We note first that division by zero is not allowed and that for this reason \(8x+2\) may not be equal to zero and that therefore \(x=-{{1}\over{4}}\) is not a solution.

We now distinguish two cases, namely \(8x+2>0\) and \(8x+2<0\).
In both cases we multiply the inequality on both sides by \(8x+2\) because we then get a linear inequality, for which we know there is a solution method.

Suppose \(8x+2>0\), i.e. \(x> -{{1}\over{4}}\). Then we get \(7<9(8x+2)\).
When we move everything with \(x\) to the left and all constant terms to the right, we get \(-72x<11\).
Then, dvision by the coefficient of \(x\)gives \(x > -{{11}\over{72}}\).
So we have the following system of inequalities: \(x> -{{1}\over{4}}\,\wedge\; x > -{{11}\over{72}}\)
and this simplifies to \(x\gt-{{11}\over{72}}\).

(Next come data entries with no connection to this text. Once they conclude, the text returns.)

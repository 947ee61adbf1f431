//! Collapses repeated observations of the same incident.
//!
//! The upstream feed re-emits an alert every time it is polled, so one
//! incident shows up as many rows. Alerts sharing a route set are treated as
//! one incident and only the most recently seen row is kept.

use crate::alert::Alert;
use std::collections::HashMap;
use tracing::debug;

/// Keeps one alert per incident signature: the one with the latest `last_seen_time`.
///
/// Ties keep the alert encountered first. The output order is unspecified.
pub fn dedupe(alerts: Vec<Alert>) -> Vec<Alert> {
    let input_len = alerts.len();

    let by_signature = alerts
        .into_iter()
        .fold(HashMap::<String, Alert>::new(), |mut acc, alert| {
            let signature = alert.signature();
            let newer = acc
                .get(&signature)
                .is_none_or(|existing| alert.last_seen_time > existing.last_seen_time);
            if newer {
                acc.insert(signature, alert);
            }
            acc
        });

    let survivors: Vec<Alert> = by_signature.into_values().collect();
    debug!(
        input = input_len,
        output = survivors.len(),
        "Deduplicated alerts by route set"
    );
    survivors
}
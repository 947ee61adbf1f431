use crate::alert::Alert;
use crate::analyzers::types::{DayGroup, Partition};
use crate::analyzers::utility::{civil_date, day_heading};
use chrono::{DateTime, Duration, NaiveDate, Utc};
use chrono_tz::Tz;
use std::cmp::Reverse;
use std::collections::BTreeMap;

/// Splits alerts into active (seen strictly within `threshold` of `now`) and
/// past, grouping past alerts by civil day of `last_seen_time`.
///
/// Every input alert lands in exactly one side.
pub fn partition_by_recency(
    alerts: Vec<Alert>,
    now: DateTime<Utc>,
    threshold: Duration,
    tz: Tz,
) -> Partition {
    let cutoff = now - threshold;

    let (mut active, past): (Vec<Alert>, Vec<Alert>) = alerts
        .into_iter()
        .partition(|alert| alert.last_seen_time > cutoff);

    active.sort_by_key(|alert| Reverse(alert.last_seen_time));

    let by_day = past
        .into_iter()
        .fold(BTreeMap::<NaiveDate, Vec<Alert>>::new(), |mut acc, alert| {
            acc.entry(civil_date(alert.last_seen_time, tz))
                .or_default()
                .push(alert);
            acc
        });

    let past = by_day
        .into_iter()
        .rev()
        .map(|(date, mut alerts)| {
            alerts.sort_by_key(|alert| Reverse(alert.last_seen_time));
            DayGroup {
                date,
                label: day_heading(date),
                alerts,
            }
        })
        .collect();

    Partition { active, past }
}

impl Partition {
    /// Drops the oldest past day, which a fixed lookback usually cuts short.
    pub fn without_oldest_day(mut self) -> Self {
        self.past.pop();
        self
    }

    pub fn past_len(&self) -> usize {
        self.past.iter().map(|group| group.alerts.len()).sum()
    }
}
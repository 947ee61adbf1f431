//! Time and route aggregation of alerts.
//!
//! This module buckets alerts by civil day and hour of day, ranks routes,
//! splits alerts into active and past, assembles the results into
//! serializable reports, and publishes them as JSON locally or to S3.

pub mod aggregate;
pub mod analyzer;
pub mod daily;
pub mod hourly;
pub mod partition;
pub mod ranking;
pub mod types;
pub mod utility;
pub mod writetos3;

Suppose \(8x+2<0\), i.e. \(x< -{{1}\over{4}}\). Then we get \(7>9(8x+2)\).
When we move everything with \(x\) to the left and all constant terms to the right, we get \(-72x>11\).
Then, division by the coefficient of \(x\) gives \(x < -{{11}\over{72}}\).
So we have the following system of inequalities: \(x< -{{1}\over{4}}\,\wedge\; x < -{{11}\over{72}}\)
and this simplifies to \(x\lt -{{1}\over{4}}\).

The solution of the original inequality is \(x\lt -{{1}\over{4}}\;\vee\;x\gt-{{11}\over{72}}\).